The same-day delivery platform had reportedly been planning to go public this year, but its CEO, in a letter to employees obtained by the Wall Street Journal, said “markets still remain closed for new IPOs.”

Heather Lalley, Managing editor

October 21, 2022

3 Min Read
Instacart
Instacart is reportedly shelving plans to go public this year. / Photo: Shutterstock

Same-day delivery platform Instacart, which had reportedly been planning to go public by the end of the year, appears to be shelving those plans

Instacart CEO Fidji Simo, in a letter to employees Thursday that was viewed by the Wall Street Journal, said an initial public offering for the company in 2022 was “highly unlikely.”

“The markets still remain closed for new IPOs, which is why there has not been a tech IPO in the last 10 months,” Simo wrote, according to the WSJ. “We do not need a perfect market, we’re just looking for an open market window.”

Simo added that turbulent market conditions have created the longest drought for tech IPOs in a quarter century.

Instacart, in a statement to WGB early Friday, declined to comment on its immediate IPO plans, but said its business performance remains robust. 

“We are incredibly proud of the work our teams are doing to power the future of grocery with our retail partners, and our business has never been stronger," Instacart said. "In Q3, our revenue grew more than 40% year over year, and our net income and adjusted EBITDA more than doubled from Q2. We remain focused on building for the long-term, and we are excited about the opportunity ahead."

In May, Instacart confidentially submitted initial paperwork to the Securities and Exchange Commission to take the first steps toward going public.

Instacart planned to officially start its IPO process this week, with the public disclosure of financial information, but the company put the brakes on those plans because of the tumultuous market, The New York Times reported Thursday, citing several anonymous sources familiar with the situation.

Yet, Instacart has not withdrawn its earlier IPO paperwork.

San Francisco-based Instacart was founded in 2012 but saw soaring demand for its delivery service in the pandemic’s early days when many shoppers were afraid to enter grocery stores.

Since then, Instacart has acquired several smaller tech companies and has added new features to its platform to try to boost sales both online and in stores.

Over the course of this year, Instacart has slashed its valuation by more than 67%, according to newspaper reports citing those familiar with the company’s finances.

The company reportedly had an internal valuation of $40 billion in March, which it cut to $24 billion. Last week, Instacart slashed that figure to $13 billion, according to The New York Times.

Instacart also faces a potential threat to its business model.
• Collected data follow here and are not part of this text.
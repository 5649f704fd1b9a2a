use std::fmt::Write as _;
use std::net::SocketAddr;
use std::sync::Arc;

use bytes::BytesMut;
use tokio::io::AsyncWriteExt;
use tokio::net::tcp::OwnedWriteHalf;
use tokio::net::TcpStream;
use tokio::sync::mpsc;
use tokio_stream::StreamExt;
use tokio_util::codec::{Encoder, FramedRead};
use tokio_util::sync::CancellationToken;

use crate::error::{GearmanError, Result};
use crate::protocol::{Frame, GearmanCodec, Packet, PacketType};
use crate::scheduler::{EngineClient, EngineWorker, Job, JobManager, JobPriority, EPOCH_IMMEDIATE};
use crate::server::peer::{NetworkClient, NetworkWorker, Outbound};

/// Per-connection protocol state. A connection turns into a worker, a
/// client, or both, on the first packet of each kind.
pub struct Session {
    id: u64,
    peer: SocketAddr,
    manager: Arc<JobManager>,
    outbound: Outbound,
    worker: Option<Arc<NetworkWorker>>,
    client: Option<Arc<NetworkClient>>,
}

impl Session {
    pub fn new(id: u64, peer: SocketAddr, manager: Arc<JobManager>, outbound: Outbound) -> Self {
        Self {
            id,
            peer,
            manager,
            outbound,
            worker: None,
            client: None,
        }
    }

    fn worker(&mut self) -> Arc<NetworkWorker> {
        if let Some(worker) = &self.worker {
            return worker.clone();
        }
        tracing::info!(connection = self.id, peer = %self.peer, "Worker connected");
        let worker = Arc::new(NetworkWorker::new(self.id, self.outbound.clone()));
        self.worker = Some(worker.clone());
        worker
    }

    fn client(&mut self) -> Arc<NetworkClient> {
        if let Some(client) = &self.client {
            return client.clone();
        }
        let client = Arc::new(NetworkClient::new(self.id, self.outbound.clone()));
        self.client = Some(client.clone());
        client
    }

    pub fn handle_frame(&mut self, frame: Frame) -> Result<()> {
        match frame {
            Frame::Packet(packet) => self.handle_packet(packet),
            Frame::Admin(command) => self.handle_admin(&command),
        }
    }

    fn handle_packet(&mut self, packet: Packet) -> Result<()> {
        tracing::trace!(connection = self.id, kind = ?packet.kind, "Packet received");
        match packet.kind {
            PacketType::CanDo | PacketType::CanDoTimeout => {
                let function = packet.arg_str(0)?.to_string();
                let worker = self.worker();
                worker.add_ability(&function);
                let engine_worker: Arc<dyn EngineWorker> = worker;
                self.manager.register_worker_ability(&function, &engine_worker);
            }
            PacketType::CantDo => {
                let function = packet.arg_str(0)?;
                let worker = self.worker();
                worker.remove_ability(function);
                self.manager.unregister_worker_ability(function, worker.id());
            }
            PacketType::ResetAbilities => {
                let worker = self.worker();
                self.manager.reset_worker_abilities(worker.id());
                worker.clear_abilities();
            }
            PacketType::PreSleep => {
                let engine_worker: Arc<dyn EngineWorker> = self.worker();
                self.manager.mark_worker_asleep(&engine_worker);
            }
            PacketType::GrabJob | PacketType::GrabJobUniq => {
                let with_unique_id = packet.kind == PacketType::GrabJobUniq;
                self.grab_job(with_unique_id)?;
            }
            PacketType::SubmitJob
            | PacketType::SubmitJobBg
            | PacketType::SubmitJobHigh
            | PacketType::SubmitJobHighBg
            | PacketType::SubmitJobLow
            | PacketType::SubmitJobLowBg
            | PacketType::SubmitJobEpoch => self.submit_job(&packet)?,
            PacketType::SubmitJobSched => {
                self.send_error("NOT_SUPPORTED", "SUBMIT_JOB_SCHED is not supported")?;
            }
            PacketType::WorkComplete
            | PacketType::WorkFail
            | PacketType::WorkException
            | PacketType::WorkData
            | PacketType::WorkWarning => self.work_report(&packet)?,
            PacketType::WorkStatus => {
                let handle = packet.arg_str(0)?;
                let numerator = packet.arg_u32(1)?;
                let denominator = packet.arg_u32(2)?;
                self.manager.update_job_status(handle, numerator, denominator);
            }
            PacketType::GetStatus => {
                self.client();
                let status = self.manager.check_job_status(packet.arg_str(0)?);
                let flag = |b: bool| String::from(if b { "1" } else { "0" });
                self.outbound.send(Packet::response(
                    PacketType::StatusRes,
                    [
                        status.job_handle.clone(),
                        flag(status.is_known()),
                        flag(status.is_running()),
                        status.numerator.to_string(),
                        status.denominator.to_string(),
                    ],
                ))?;
            }
            PacketType::EchoReq => {
                let data = packet.arg(0)?.clone();
                self.outbound
                    .send(Packet::response(PacketType::EchoRes, [data]))?;
            }
            PacketType::OptionReq => {
                let option = packet.arg(0)?.clone();
                self.outbound
                    .send(Packet::response(PacketType::OptionRes, [option]))?;
            }
            PacketType::SetClientId | PacketType::AllYours => {}
            other => {
                tracing::warn!(connection = self.id, kind = ?other, "Unexpected packet");
                self.send_error("UNEXPECTED_PACKET", &format!("{:?} is not a request", other))?;
            }
        }
        Ok(())
    }

    fn grab_job(&mut self, with_unique_id: bool) -> Result<()> {
        let worker = self.worker();
        worker.mark_awake();

        match self.manager.next_job_for_worker(worker.as_ref()) {
            Some(job) => {
                if let Err(e) = worker.send_job_assignment(&job, with_unique_id) {
                    tracing::warn!(
                        worker_id = worker.id(),
                        handle = %job.job_handle,
                        error = %e,
                        "Failed to deliver assignment, re-enqueueing"
                    );
                    if let Err(e) = self.manager.re_enqueue_job(&job) {
                        tracing::error!(handle = %job.job_handle, error = %e, "Failed to re-enqueue job");
                    }
                    return Err(e);
                }
                Ok(())
            }
            None => worker.send_no_job(),
        }
    }

    fn submit_job(&mut self, packet: &Packet) -> Result<()> {
        let (priority, background) = match packet.kind {
            PacketType::SubmitJobBg => (JobPriority::Normal, true),
            PacketType::SubmitJobHigh => (JobPriority::High, false),
            PacketType::SubmitJobHighBg => (JobPriority::High, true),
            PacketType::SubmitJobLow => (JobPriority::Low, false),
            PacketType::SubmitJobLowBg => (JobPriority::Low, true),
            PacketType::SubmitJobEpoch => (JobPriority::Normal, true),
            _ => (JobPriority::Normal, false),
        };

        let function = packet.arg_str(0)?;
        let unique_id = packet.arg_str(1)?;
        let (time_to_run, data) = if packet.kind == PacketType::SubmitJobEpoch {
            let epoch = packet.arg_str(2)?.trim().parse::<i64>().map_err(|_| {
                GearmanError::Protocol("SUBMIT_JOB_EPOCH carries a non-numeric epoch".to_string())
            })?;
            (epoch, packet.arg(3)?.clone())
        } else {
            (EPOCH_IMMEDIATE, packet.arg(2)?.clone())
        };

        let job = Job::new(function, unique_id, data)
            .with_priority(priority)
            .with_background(background)
            .with_time_to_run(time_to_run);

        let engine_client: Arc<dyn EngineClient> = self.client();
        match self.manager.store_job_for_client(job, engine_client) {
            Ok(stored) => self
                .outbound
                .send(Packet::response(PacketType::JobCreated, [stored.job_handle])),
            Err(e) => {
                tracing::warn!(connection = self.id, function, error = %e, "Rejected submission");
                self.send_error("QUEUE_FULL", &e.to_string())
            }
        }
    }

    fn work_report(&mut self, packet: &Packet) -> Result<()> {
        let handle = packet.arg_str(0)?;
        let Some(job) = self.manager.job_by_handle(handle) else {
            tracing::debug!(connection = self.id, handle, kind = ?packet.kind, "Report for untracked job");
            return Ok(());
        };

        match packet.kind {
            PacketType::WorkComplete => self.manager.handle_work_completion(&job, packet.arg(1)?),
            PacketType::WorkFail => self.manager.handle_work_failure(&job),
            PacketType::WorkException => self.manager.handle_work_exception(&job, packet.arg(1)?),
            PacketType::WorkData => self.manager.handle_work_data(&job, packet.arg(1)?),
            PacketType::WorkWarning => self.manager.handle_work_warning(&job, packet.arg(1)?),
            _ => {}
        }
        Ok(())
    }

    fn send_error(&self, code: &str, message: &str) -> Result<()> {
        self.outbound.send(Packet::response(
            PacketType::Error,
            [code.to_string(), message.to_string()],
        ))
    }

    fn handle_admin(&mut self, command: &str) -> Result<()> {
        let mut reply = String::new();
        match command.split_whitespace().next().unwrap_or("") {
            "status" => {
                for row in self.manager.snapshot().queues {
                    let _ = writeln!(
                        reply,
                        "{}\t{}\t{}\t{}",
                        row.function, row.total, row.running, row.available_workers
                    );
                }
                reply.push_str(".\n");
            }
            "workers" => {
                for (id, abilities) in self.manager.workers() {
                    let _ = writeln!(reply, "{} - - : {}", id, abilities.join(" "));
                }
                reply.push_str(".\n");
            }
            "version" => {
                let _ = writeln!(reply, "OK {}", env!("CARGO_PKG_VERSION"));
            }
            "" => return Ok(()),
            _ => reply.push_str("ERR UNKNOWN_COMMAND Unknown+server+command\n"),
        }
        self.outbound.send_frame(Frame::Admin(reply))
    }

    /// Release everything this connection held in the engine.
    pub fn close(&mut self) {
        if let Some(worker) = self.worker.take() {
            self.manager.unregister_worker(worker.as_ref());
            tracing::info!(connection = self.id, peer = %self.peer, "Worker disconnected");
        }
        if let Some(client) = self.client.take() {
            self.manager.unregister_client(client.as_ref());
        }
    }
}

/// Drive one connection until the peer hangs up, a frame is malformed, or
/// shutdown is requested.
pub async fn handle_connection(
    id: u64,
    stream: TcpStream,
    peer: SocketAddr,
    manager: Arc<JobManager>,
    shutdown: CancellationToken,
) {
    let (read_half, write_half) = stream.into_split();
    let (tx, rx) = mpsc::unbounded_channel::<Frame>();
    let closing = CancellationToken::new();
    let writer = tokio::spawn(write_frames(id, write_half, rx, closing.clone()));

    let mut session = Session::new(id, peer, manager, Outbound::new(tx));
    let mut frames = FramedRead::new(read_half, GearmanCodec::new());

    loop {
        let next = tokio::select! {
            _ = shutdown.cancelled() => break,
            next = frames.next() => next,
        };

        match next {
            Some(Ok(frame)) => {
                if let Err(e) = session.handle_frame(frame) {
                    tracing::debug!(connection = id, error = %e, "Closing connection");
                    break;
                }
            }
            Some(Err(e)) => {
                tracing::warn!(connection = id, peer = %peer, error = %e, "Malformed frame");
                break;
            }
            None => break,
        }
    }

    session.close();
    drop(session);
    closing.cancel();
    let _ = writer.await;
    tracing::debug!(connection = id, "Connection closed");
}

/// Writer half: drains the outbound channel onto the socket. Engine-held
/// peer handles can outlive the session, so `closing` ends the loop once
/// the queue is empty instead of waiting for every sender to drop.
async fn write_frames(
    id: u64,
    mut write_half: OwnedWriteHalf,
    mut rx: mpsc::UnboundedReceiver<Frame>,
    closing: CancellationToken,
) {
    let mut codec = GearmanCodec::new();
    let mut buf = BytesMut::new();

    loop {
        let frame = tokio::select! {
            biased;
            frame = rx.recv() => match frame {
                Some(frame) => frame,
                None => break,
            },
            _ = closing.cancelled() => match rx.try_recv() {
                Ok(frame) => frame,
                Err(_) => break,
            },
        };

        if let Err(e) = codec.encode(frame, &mut buf) {
            tracing::error!(connection = id, error = %e, "Failed to encode frame");
            buf.clear();
            continue;
        }
        if let Err(e) = write_half.write_all(&buf.split()).await {
            tracing::debug!(connection = id, error = %e, "Write failed");
            break;
        }
    }
}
Earlier this month, the U.S. Department of Labor unveiled a proposal that could reclassify many independent contractors, which are relied upon by grocery delivery companies like Instacart, DoorDash and Uber Eats, as employees.

Instacart agreed this month to pay $45.6 million to the city of San Diego to settle a gig worker case that quested whether the delivery platforms workers are independent contractors or employees under California law.

Update: This story has been updated with a comment from Instacart.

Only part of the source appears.